### [WHAT THE TASK REQUIRES]
Word for word, transcribe the data below.

### [Records from a data source]
☆ ☆ ☆ ☆ ☆
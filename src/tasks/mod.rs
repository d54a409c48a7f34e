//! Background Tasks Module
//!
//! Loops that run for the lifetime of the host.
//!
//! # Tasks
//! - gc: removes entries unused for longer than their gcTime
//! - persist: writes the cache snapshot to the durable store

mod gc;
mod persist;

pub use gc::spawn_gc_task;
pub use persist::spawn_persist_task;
☆ ☆ ☆ ☆ ☆
### [EXERCISE ANSWER]
filename src/tasks/mod.rs
repository d54a409c48a7f34e
//! Background Tasks Module
//!
//! Loops that run for the lifetime of the host.
//!
//! # Tasks
//! - gc: removes entries unused for longer than their gcTime
//! - persist: writes the cache snapshot to the durable store

mod gc;
mod persist;

pub use gc::spawn_gc_task;
pub use persist::spawn_persist_task;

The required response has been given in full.